El
lector me va a perdonar que le induzca tristeza, pero como nuestros temas se refieren
a la vida, no podemos eludir a veces hablar de la muerte, que es quizás el
momento final, el comienzo de la nada por la eternidad, o el comienzo de otra
vida, enigma que nunca lograremos descifrar. Lo que ocurrió es que el domingo
pasado fuí a visitar la tumba de mi madre. Ocupado estaba en tristes
meditaciones y recuerdos, cuando vi avanzar por la avenida, un cortejo fúnebre.
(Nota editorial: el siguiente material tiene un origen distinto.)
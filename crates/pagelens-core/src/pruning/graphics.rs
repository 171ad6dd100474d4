//! Graphics content stripping.
//!
//! `svg`, `g` and `img` keep only their own element; path data and other
//! children carry nothing useful as text.

use pagelens_protocols::{is_aria_attribute, SimplifyError, CORE_ATTRIBUTES_TO_KEEP};

use super::PruneContext;

const GRAPHICS_TAGS: &[&str] = &["svg", "g", "img"];

pub(super) fn strip_graphics(context: &mut PruneContext<'_>) -> Result<usize, SimplifyError> {
    let mut stripped = 0;
    let graphics = context.document.elements_by_tag(context.body, GRAPHICS_TAGS);

    for node in graphics {
        if !context.document.is_attached(node) {
            continue;
        }
        for child in context.document.children(node).to_vec() {
            context.remove_node(child)?;
        }
        if let Some(element) = context.document.element_mut(node) {
            element.attributes.retain(|attr| {
                CORE_ATTRIBUTES_TO_KEEP.contains(&attr.name.as_str()) || is_aria_attribute(&attr.name)
            });
        }
        stripped += 1;
    }
    Ok(stripped)
}
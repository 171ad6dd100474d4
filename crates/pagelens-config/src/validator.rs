//! Configuration validation.

use crate::error::ConfigError;
use crate::schema::Config;

const LEVELS: &[&str] = &["trace", "debug", "info", "warn", "error", "off"];

/// Validation result.
#[derive(Debug, Default)]
pub struct ValidationResult {
    pub errors: Vec<ValidationError>,
    pub warnings: Vec<ValidationWarning>,
}

impl ValidationResult {
    pub fn is_valid(&self) -> bool {
        self.errors.is_empty()
    }

    pub fn add_error(&mut self, error: ValidationError) {
        self.errors.push(error);
    }

    pub fn add_warning(&mut self, warning: ValidationWarning) {
        self.warnings.push(warning);
    }
}

/// A validation error.
#[derive(Debug)]
pub struct ValidationError {
    pub path: String,
    pub message: String,
}

impl ValidationError {
    pub fn new(path: impl Into<String>, message: impl Into<String>) -> Self {
        Self {
            path: path.into(),
            message: message.into(),
        }
    }
}

/// A validation warning.
#[derive(Debug)]
pub struct ValidationWarning {
    pub path: String,
    pub message: String,
}

impl ValidationWarning {
    pub fn new(path: impl Into<String>, message: impl Into<String>) -> Self {
        Self {
            path: path.into(),
            message: message.into(),
        }
    }
}

/// Configuration validator.
pub struct ConfigValidator;

impl ConfigValidator {
    /// Validate the configuration.
    pub fn validate(config: &Config) -> Result<ValidationResult, ConfigError> {
        let mut result = ValidationResult::default();

        Self::validate_simplifier(config, &mut result);
        Self::validate_viewport(config, &mut result);
        Self::validate_logging(config, &mut result);

        Ok(result)
    }

    fn validate_simplifier(config: &Config, result: &mut ValidationResult) {
        let simplifier = &config.simplifier;

        let lists = [
            (
                "simplifier.additional_attributes_to_keep",
                &simplifier.additional_attributes_to_keep,
            ),
            (
                "simplifier.attributes_to_remove",
                &simplifier.attributes_to_remove,
            ),
        ];
        for (path, names) in lists {
            if names.iter().any(|name| name.trim().is_empty()) {
                result.add_error(ValidationError::new(path, "Attribute names cannot be empty"));
            }
        }

        for name in &simplifier.additional_attributes_to_keep {
            if simplifier.attributes_to_remove.contains(name) {
                result.add_warning(ValidationWarning::new(
                    "simplifier.attributes_to_remove",
                    format!("Attribute '{}' is both kept and removed; it will be removed", name),
                ));
            }
        }
    }

    fn validate_viewport(config: &Config, result: &mut ValidationResult) {
        if config.viewport.width == 0 {
            result.add_error(ValidationError::new(
                "viewport.width",
                "width must be greater than 0",
            ));
        }

        if config.viewport.height == 0 {
            result.add_error(ValidationError::new(
                "viewport.height",
                "height must be greater than 0",
            ));
        }
    }

    fn validate_logging(config: &Config, result: &mut ValidationResult) {
        let level = config.logging.level.trim();
        if level.is_empty() {
            result.add_error(ValidationError::new(
                "logging.level",
                "Log level cannot be empty",
            ));
        } else if !level.contains('=') && !LEVELS.contains(&level.to_ascii_lowercase().as_str()) {
            result.add_warning(ValidationWarning::new(
                "logging.level",
                format!("Unknown log level '{}', valid values: {:?}", level, LEVELS),
            ));
        }

        if let Some(directory) = &config.logging.directory {
            if directory.exists() && !directory.is_dir() {
                result.add_error(ValidationError::new(
                    "logging.directory",
                    format!("Log directory is not a directory: {:?}", directory),
                ));
            }
        }
    }
}

#[cfg(test)]
#[path = "validator_tests.rs"]
mod tests;
//! Render query errors raised by the host.

use thiserror::Error;

#[derive(Debug, Error)]
pub enum RenderError {
    /// The host no longer knows the node (e.g. it was removed from the live page).
    #[error("Unknown node: {0}")]
    UnknownNode(usize),

    /// The host could not answer the query.
    #[error("Render query failed: {0}")]
    QueryFailed(String),
}
//! HTML parsing into the arena document.

use scraper::{Html, Node};
use tracing::debug;

use crate::document::Document;
use crate::node::{Namespace, NodeId};

/// Parse a full HTML document.
///
/// The html5ever tree builder always produces `html`, `head` and `body`, so
/// the result has a body even for fragments.
pub fn parse_html(source: &str) -> Document {
    let html = Html::parse_document(source);
    let mut document = Document::new();
    let mut stack = vec![(html.tree.root(), document.root())];

    while let Some((source_node, parent)) = stack.pop() {
        for child in source_node.children() {
            let Some(copy) = convert_node(&mut document, child.value()) else {
                continue;
            };
            // Freshly created nodes cannot form cycles; failures mean a bug in conversion.
            if let Err(err) = document.append_child(parent, copy) {
                debug!(error = %err, "Skipping node that could not be attached");
                continue;
            }
            stack.push((child, copy));
        }
    }

    debug!(nodes = document.arena_len(), "Parsed HTML document");
    document
}

fn convert_node(document: &mut Document, node: &Node) -> Option<NodeId> {
    match node {
        Node::Element(element) => {
            let namespace = Namespace::from_uri(&element.name.ns);
            let id = document.create_element(element.name(), namespace);
            if let Some(data) = document.element_mut(id) {
                for (name, value) in element.attrs() {
                    data.set_attribute(name, value);
                }
            }
            Some(id)
        }
        Node::Text(text) => Some(document.create_text(&**text)),
        Node::Comment(comment) => Some(document.create_comment(&**comment)),
        Node::Doctype(doctype) => Some(document.create_doctype(doctype.name())),
        _ => None,
    }
}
Deduje que la finada era una dama muy anciana, porque quien seguía el ataúd era
también un caballero muy anciano, flaquito, sostenido por dos robustos señores
que seguramente eran sus hijos, y enfundado en un traje obscuro que le quedaba
inmensamente grande, como si antaño fuera un hombre vigoroso y los años y la
enfermedad lo fueron achicando. Ni que decir, lo grande que le quedaba el
cuello de la camisa del que colgaba una corbata negra anudada de cualquier manera,
y de donde surgía un cuello flaco, nudoso, para sostener una cabeza que iba
camino a ser nada más que un cráneo. Patético. Triste. Si la curiosidad es una
culpa, acepto la mía, porque seguí aquel cortejo, y ví cómo, con esa prisa de
acabar lo más pronto posible que tienen los deudos cuando entierran a una
anciana quizás por mucho tiempo enferma, depositaban el ataúd en un lujoso
panteón, y empezaron a marcharse. Me fijé en el esposo. El rostro sereno, la
mirada perdida, sin expresión. Solo una solitaria lágrima había quedado presa
en una arruga de su cara. Sus dos robustos hijos, uno a cada lado siempre, le
hicieron girar para marcharse, pero se resistió, débilmente, pero se resistió. Por
alguna razón quería que darse más. Quería hacer durar unos minutos más quizás setenta
años de vivir, soñar, sufrir y ser felices juntos, o pensaba que un adiós tan
corto insultaba una vida en común tan larga y fecunda. Pero era débil, y cedió
a la fuerza de sus hijos y se dejó llevar, pero mientras caminaba por la
fúnebre avenida, se detenía una y otra vez, miraba atrás, quería volver, como
si en el fondo de su alma oyera una llamada, un "no me dejes sola"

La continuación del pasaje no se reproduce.